PROMPT: Give the number of lines in the data below where the word "traits" appears, and nothing besides.

[Start of Attachment]

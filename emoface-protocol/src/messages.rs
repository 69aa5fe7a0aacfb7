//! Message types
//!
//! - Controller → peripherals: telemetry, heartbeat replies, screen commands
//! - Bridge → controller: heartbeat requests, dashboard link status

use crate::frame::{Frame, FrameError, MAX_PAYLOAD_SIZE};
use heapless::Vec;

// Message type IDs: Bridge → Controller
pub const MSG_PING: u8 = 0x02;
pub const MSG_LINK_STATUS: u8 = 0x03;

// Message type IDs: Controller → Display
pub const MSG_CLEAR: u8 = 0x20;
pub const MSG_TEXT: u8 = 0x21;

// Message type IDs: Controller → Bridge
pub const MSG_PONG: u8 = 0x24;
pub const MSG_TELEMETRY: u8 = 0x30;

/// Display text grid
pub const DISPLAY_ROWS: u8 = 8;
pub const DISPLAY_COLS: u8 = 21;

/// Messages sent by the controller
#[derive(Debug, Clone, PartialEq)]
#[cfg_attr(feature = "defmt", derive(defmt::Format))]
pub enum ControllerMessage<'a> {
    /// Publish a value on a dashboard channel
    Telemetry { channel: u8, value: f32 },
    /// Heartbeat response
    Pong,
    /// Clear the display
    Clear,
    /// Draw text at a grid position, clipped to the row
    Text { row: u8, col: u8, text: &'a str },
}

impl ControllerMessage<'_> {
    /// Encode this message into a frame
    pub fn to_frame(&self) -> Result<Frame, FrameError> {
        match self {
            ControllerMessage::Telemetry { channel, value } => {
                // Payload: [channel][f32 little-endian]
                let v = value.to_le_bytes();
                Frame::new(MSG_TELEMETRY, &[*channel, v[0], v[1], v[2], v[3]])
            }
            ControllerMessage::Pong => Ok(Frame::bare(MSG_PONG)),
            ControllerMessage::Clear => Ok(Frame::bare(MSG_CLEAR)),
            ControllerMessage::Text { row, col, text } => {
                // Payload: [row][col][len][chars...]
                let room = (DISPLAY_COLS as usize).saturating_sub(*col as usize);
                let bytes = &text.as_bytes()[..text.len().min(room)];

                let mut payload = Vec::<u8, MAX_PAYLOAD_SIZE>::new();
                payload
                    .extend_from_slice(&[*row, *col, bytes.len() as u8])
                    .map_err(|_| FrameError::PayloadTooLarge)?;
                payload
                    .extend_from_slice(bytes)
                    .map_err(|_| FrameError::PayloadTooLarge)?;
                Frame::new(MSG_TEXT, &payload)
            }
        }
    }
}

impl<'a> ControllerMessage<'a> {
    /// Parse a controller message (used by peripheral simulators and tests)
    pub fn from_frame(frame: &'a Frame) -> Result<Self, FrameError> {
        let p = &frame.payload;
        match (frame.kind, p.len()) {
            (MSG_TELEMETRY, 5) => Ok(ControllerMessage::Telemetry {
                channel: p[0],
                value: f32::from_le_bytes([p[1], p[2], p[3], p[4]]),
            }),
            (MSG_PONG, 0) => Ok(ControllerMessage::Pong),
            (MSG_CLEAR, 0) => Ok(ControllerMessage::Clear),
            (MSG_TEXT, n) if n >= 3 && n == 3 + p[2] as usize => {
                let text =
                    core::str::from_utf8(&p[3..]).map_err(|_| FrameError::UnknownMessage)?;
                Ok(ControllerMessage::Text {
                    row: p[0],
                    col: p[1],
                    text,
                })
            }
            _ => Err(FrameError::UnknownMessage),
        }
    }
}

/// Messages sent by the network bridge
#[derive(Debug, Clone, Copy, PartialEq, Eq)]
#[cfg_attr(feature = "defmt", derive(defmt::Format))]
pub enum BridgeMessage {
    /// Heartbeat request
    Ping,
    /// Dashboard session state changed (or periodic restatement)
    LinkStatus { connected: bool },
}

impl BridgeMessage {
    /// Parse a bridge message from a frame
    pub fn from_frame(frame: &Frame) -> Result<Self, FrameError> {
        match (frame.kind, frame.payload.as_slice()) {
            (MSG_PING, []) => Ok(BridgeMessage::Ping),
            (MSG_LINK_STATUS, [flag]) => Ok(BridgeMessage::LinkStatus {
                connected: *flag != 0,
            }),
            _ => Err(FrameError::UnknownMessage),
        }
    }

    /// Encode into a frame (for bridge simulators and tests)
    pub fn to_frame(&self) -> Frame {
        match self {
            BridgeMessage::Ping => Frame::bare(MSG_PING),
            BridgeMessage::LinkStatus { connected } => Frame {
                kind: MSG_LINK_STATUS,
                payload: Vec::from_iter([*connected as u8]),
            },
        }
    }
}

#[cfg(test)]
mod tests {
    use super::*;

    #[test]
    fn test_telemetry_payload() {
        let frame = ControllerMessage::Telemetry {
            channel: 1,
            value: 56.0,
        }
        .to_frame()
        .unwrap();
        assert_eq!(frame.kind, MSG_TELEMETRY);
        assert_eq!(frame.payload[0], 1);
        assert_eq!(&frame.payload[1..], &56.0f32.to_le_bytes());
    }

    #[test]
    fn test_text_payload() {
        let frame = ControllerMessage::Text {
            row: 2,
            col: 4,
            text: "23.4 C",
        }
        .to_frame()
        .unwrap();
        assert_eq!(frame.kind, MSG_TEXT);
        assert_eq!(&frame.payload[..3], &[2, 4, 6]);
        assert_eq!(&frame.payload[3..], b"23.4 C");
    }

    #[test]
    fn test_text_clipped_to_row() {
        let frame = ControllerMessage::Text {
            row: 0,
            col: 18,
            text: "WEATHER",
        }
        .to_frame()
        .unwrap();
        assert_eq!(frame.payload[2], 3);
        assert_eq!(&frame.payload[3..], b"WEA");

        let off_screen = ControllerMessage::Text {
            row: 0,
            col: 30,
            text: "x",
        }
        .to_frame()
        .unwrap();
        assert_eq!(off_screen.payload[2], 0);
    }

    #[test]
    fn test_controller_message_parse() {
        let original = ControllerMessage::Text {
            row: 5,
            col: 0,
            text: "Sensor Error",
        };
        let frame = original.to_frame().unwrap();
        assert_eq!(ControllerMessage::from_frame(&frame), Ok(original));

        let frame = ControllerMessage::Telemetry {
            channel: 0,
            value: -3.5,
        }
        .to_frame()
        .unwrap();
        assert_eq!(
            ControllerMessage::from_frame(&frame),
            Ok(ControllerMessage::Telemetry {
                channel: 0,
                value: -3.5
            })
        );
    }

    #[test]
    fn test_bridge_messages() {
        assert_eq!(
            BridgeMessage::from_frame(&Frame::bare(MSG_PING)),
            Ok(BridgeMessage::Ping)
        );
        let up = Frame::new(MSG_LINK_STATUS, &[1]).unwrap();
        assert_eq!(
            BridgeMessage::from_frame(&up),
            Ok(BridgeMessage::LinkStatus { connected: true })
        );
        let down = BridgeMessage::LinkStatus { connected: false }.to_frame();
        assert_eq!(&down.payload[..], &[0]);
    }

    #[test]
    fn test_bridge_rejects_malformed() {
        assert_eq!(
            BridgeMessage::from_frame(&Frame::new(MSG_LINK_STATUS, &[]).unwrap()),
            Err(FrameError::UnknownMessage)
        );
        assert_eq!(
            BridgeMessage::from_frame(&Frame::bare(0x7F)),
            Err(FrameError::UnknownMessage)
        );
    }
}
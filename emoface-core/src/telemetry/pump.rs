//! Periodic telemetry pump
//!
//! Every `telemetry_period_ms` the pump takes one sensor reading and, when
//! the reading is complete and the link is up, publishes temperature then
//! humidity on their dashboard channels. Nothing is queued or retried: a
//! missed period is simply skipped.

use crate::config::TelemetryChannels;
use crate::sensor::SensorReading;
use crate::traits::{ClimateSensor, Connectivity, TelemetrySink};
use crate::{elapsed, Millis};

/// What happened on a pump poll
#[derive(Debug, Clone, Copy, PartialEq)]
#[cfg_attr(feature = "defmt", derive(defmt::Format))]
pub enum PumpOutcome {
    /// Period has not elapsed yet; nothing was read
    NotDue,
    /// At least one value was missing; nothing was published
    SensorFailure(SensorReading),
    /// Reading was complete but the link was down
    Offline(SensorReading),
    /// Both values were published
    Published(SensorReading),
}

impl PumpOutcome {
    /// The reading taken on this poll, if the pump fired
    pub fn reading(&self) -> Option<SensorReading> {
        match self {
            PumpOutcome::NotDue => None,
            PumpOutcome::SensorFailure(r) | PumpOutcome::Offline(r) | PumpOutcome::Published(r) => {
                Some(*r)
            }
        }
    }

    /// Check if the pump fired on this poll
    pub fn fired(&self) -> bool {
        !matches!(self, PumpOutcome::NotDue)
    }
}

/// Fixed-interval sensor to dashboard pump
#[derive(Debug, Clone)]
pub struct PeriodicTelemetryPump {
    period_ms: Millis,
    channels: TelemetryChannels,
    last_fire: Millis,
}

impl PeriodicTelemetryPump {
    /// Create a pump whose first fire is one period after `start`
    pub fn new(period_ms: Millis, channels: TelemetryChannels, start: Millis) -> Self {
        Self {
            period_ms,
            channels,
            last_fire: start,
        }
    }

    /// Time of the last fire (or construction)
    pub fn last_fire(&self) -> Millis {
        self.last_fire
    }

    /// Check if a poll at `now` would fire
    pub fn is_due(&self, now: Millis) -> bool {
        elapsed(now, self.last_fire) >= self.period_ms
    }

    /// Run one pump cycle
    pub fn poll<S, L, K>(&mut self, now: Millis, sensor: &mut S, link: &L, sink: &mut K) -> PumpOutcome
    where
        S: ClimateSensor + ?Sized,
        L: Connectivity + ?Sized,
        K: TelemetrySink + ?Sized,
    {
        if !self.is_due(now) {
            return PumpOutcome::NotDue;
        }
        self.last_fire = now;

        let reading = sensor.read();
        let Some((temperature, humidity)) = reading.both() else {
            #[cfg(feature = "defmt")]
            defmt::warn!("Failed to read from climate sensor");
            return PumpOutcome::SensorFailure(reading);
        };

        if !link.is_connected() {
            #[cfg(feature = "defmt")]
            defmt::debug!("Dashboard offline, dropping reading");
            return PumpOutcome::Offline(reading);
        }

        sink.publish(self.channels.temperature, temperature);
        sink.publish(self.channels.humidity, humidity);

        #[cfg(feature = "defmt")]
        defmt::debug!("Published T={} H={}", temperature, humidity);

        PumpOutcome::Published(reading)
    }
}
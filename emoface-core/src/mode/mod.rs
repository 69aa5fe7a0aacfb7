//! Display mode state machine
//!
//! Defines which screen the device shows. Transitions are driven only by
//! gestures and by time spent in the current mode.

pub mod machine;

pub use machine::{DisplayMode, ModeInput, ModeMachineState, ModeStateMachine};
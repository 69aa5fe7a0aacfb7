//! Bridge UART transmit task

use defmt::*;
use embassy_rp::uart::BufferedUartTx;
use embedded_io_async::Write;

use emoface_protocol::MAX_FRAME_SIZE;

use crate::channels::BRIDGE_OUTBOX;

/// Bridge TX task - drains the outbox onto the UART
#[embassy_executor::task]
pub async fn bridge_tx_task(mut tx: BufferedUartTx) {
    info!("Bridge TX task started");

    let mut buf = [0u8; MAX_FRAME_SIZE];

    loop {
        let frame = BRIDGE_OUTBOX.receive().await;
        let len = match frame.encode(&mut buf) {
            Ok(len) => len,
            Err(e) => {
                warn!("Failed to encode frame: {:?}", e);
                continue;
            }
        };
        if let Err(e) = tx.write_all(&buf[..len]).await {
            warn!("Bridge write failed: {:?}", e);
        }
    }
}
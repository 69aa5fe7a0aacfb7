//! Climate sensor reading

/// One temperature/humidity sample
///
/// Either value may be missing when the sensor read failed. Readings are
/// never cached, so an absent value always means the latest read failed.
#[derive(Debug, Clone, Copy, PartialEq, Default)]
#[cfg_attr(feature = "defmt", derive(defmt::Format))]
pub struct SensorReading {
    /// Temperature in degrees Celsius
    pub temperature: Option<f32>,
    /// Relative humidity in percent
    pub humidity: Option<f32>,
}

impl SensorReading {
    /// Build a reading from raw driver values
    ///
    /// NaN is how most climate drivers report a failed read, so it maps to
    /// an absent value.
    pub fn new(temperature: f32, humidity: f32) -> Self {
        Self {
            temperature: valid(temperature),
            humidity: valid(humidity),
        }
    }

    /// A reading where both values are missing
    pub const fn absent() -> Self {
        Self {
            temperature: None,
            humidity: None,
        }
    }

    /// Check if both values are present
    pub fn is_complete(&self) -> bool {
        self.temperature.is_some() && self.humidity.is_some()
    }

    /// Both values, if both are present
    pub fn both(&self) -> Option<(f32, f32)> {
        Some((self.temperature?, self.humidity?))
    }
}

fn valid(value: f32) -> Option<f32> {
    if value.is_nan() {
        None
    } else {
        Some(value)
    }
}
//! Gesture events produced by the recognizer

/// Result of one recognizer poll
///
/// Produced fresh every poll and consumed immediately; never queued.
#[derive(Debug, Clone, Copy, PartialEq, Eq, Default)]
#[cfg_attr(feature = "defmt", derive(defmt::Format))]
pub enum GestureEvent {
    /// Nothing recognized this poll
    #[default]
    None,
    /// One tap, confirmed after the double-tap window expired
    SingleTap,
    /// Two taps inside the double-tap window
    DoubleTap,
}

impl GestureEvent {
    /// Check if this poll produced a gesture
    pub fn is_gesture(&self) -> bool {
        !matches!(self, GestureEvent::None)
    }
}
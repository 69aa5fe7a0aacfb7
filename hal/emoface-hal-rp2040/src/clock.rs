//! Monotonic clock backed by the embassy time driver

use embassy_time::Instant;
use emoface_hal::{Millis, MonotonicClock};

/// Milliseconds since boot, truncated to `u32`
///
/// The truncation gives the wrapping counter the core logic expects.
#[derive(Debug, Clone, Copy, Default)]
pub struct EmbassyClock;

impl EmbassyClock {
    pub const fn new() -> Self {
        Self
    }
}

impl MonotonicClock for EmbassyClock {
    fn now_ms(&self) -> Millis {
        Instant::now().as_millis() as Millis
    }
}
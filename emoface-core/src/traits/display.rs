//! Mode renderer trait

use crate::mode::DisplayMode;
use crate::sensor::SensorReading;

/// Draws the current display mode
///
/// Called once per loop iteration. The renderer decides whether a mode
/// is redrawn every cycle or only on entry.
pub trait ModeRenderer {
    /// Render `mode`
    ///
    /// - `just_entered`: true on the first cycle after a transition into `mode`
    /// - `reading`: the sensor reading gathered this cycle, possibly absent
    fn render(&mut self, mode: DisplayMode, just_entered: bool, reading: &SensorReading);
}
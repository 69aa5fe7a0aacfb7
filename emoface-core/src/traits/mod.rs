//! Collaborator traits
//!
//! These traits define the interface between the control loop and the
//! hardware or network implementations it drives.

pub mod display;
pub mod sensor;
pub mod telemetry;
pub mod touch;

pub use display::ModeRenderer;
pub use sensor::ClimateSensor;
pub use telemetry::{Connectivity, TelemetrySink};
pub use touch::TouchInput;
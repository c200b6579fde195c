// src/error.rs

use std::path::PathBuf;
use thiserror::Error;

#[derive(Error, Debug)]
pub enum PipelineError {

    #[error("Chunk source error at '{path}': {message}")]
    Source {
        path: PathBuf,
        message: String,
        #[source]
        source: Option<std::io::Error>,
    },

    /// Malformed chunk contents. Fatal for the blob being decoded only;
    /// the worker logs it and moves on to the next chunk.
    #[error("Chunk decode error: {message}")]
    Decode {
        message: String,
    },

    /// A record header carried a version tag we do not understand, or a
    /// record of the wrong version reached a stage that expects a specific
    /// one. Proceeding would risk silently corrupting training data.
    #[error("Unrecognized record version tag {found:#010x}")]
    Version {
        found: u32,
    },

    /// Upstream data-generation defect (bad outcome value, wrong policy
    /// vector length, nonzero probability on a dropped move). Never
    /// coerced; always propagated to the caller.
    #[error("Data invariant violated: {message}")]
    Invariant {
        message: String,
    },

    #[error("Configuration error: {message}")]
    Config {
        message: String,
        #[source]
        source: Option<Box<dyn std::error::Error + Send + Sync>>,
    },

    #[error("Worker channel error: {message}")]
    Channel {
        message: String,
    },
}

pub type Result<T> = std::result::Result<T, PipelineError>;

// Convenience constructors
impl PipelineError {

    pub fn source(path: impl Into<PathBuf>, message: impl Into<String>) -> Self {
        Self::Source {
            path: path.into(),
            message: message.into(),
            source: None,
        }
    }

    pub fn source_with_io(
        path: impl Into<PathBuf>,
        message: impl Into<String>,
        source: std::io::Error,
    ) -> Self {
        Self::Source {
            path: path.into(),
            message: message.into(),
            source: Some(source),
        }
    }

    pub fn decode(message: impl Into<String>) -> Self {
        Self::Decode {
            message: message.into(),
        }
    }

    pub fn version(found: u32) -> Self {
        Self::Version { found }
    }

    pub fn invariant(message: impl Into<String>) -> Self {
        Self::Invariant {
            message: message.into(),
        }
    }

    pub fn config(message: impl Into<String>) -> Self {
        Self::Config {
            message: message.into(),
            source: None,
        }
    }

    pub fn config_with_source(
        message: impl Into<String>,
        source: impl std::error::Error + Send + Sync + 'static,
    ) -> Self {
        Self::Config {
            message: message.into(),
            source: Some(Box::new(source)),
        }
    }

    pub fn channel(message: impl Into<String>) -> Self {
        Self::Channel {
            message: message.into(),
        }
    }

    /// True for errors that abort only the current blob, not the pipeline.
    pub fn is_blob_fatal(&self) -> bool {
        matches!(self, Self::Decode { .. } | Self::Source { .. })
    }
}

[End of Attachment]

ANSWER TO THIS PROBLEM: 5